//! Ambient Bridge - Rust Implementation
//!
//! Screen-to-LED ambient lighting daemon.

use ambient_bridge::capture::{Rotation, TestPattern};
use ambient_bridge::discovery::DeviceScanner;
use ambient_bridge::{bus, config, AmbientPipeline};

use anyhow::{bail, Result};
use std::time::Duration;
use tokio::signal;
use tokio_util::sync::CancellationToken;
use tracing_subscriber::{layer::SubscriberExt, util::SubscriberInitExt};

const PATTERN_WIDTH: usize = 160;
const PATTERN_HEIGHT: usize = 90;

#[tokio::main]
async fn main() -> Result<()> {
    // Initialize logging
    tracing_subscriber::registry()
        .with(
            tracing_subscriber::EnvFilter::try_from_default_env()
                .unwrap_or_else(|_| "ambient_bridge=debug".into()),
        )
        .with(tracing_subscriber::fmt::layer())
        .init();

    tracing::info!(
        "Starting Ambient Bridge v{} ({})",
        env!("AMBI_VERSION"),
        env!("AMBI_GIT_SHA")
    );

    let command = std::env::args().nth(1).unwrap_or_else(|| "run".into());
    match command.as_str() {
        "run" => run().await,
        "scan" => scan().await,
        other => bail!("unknown command '{}' (expected 'run' or 'scan')", other),
    }
}

/// Drive the pipeline from the built-in test pattern until a shutdown signal.
async fn run() -> Result<()> {
    let config = config::load_config()?;
    tracing::info!(
        "Configuration loaded from {}",
        config::get_config_dir().display()
    );

    let bus = bus::create_bus();
    let pipeline = AmbientPipeline::new(&config, bus.clone())?;
    pipeline.start().await?;

    let mut pattern = TestPattern::new(PATTERN_WIDTH, PATTERN_HEIGHT);
    let mut ticker = tokio::time::interval(Duration::from_micros(
        1_000_000 / config.frame_rate.max(1) as u64,
    ));
    let shutdown = shutdown_signal();
    tokio::pin!(shutdown);

    loop {
        tokio::select! {
            _ = &mut shutdown => break,
            _ = ticker.tick() => {
                if !pipeline.is_capturing() {
                    tracing::error!("Capture stopped, exiting");
                    break;
                }
                let frame = pattern.next_frame(0.002);
                if let Err(e) = pipeline.submit_frame(frame, PATTERN_WIDTH, PATTERN_HEIGHT, Rotation::None) {
                    tracing::warn!("Frame rejected: {}", e);
                }
            }
        }
    }

    tracing::info!("Shutting down pipeline...");
    bus.publish(bus::BusEvent::ShuttingDown);
    pipeline.stop().await;
    let stats = pipeline.stats();
    tracing::info!(
        "Shutdown complete ({} frames, {} sent)",
        stats.accepted,
        pipeline.connection().frames_sent()
    );
    Ok(())
}

/// Probe the local subnets and log every controller found.
async fn scan() -> Result<()> {
    let config = config::load_config()?;
    let cancel = CancellationToken::new();
    let mut scanner = DeviceScanner::new(config.scanner)?.on_discovered(|device| {
        tracing::info!(
            "Found {} at {}:{} ({}{})",
            device.protocol,
            device.host,
            device.port,
            device.display_name(),
            if device.verified { "" } else { ", unverified" }
        );
    });
    tracing::info!("Scanning {} addresses", scanner.total());

    let stop = cancel.clone();
    tokio::spawn(async move {
        shutdown_signal().await;
        stop.cancel();
    });

    let devices = scanner.scan_all(&cancel).await;
    tracing::info!("Scan finished: {} controller(s)", devices.len());
    for device in &devices {
        if let Some(endpoint) = device.endpoint() {
            println!("{}", serde_json::to_string(&endpoint)?);
        }
    }
    Ok(())
}

/// Wait for shutdown signal (Ctrl+C or SIGTERM)
async fn shutdown_signal() {
    let ctrl_c = async {
        signal::ctrl_c()
            .await
            .expect("Failed to install Ctrl+C handler");
    };

    #[cfg(unix)]
    let terminate = async {
        signal::unix::signal(signal::unix::SignalKind::terminate())
            .expect("Failed to install SIGTERM handler")
            .recv()
            .await;
    };

    #[cfg(not(unix))]
    let terminate = std::future::pending::<()>();

    tokio::select! {
        _ = ctrl_c => tracing::info!("Received Ctrl+C, shutting down..."),
        _ = terminate => tracing::info!("Received SIGTERM, shutting down..."),
    }
}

= = = =

Description of the task:
Pull from the data each line where the string "into" turns up.

Final answer:
                .unwrap_or_else(|_| "ambient_bridge=debug".into()),
    let command = std::env::args().nth(1).unwrap_or_else(|| "run".into());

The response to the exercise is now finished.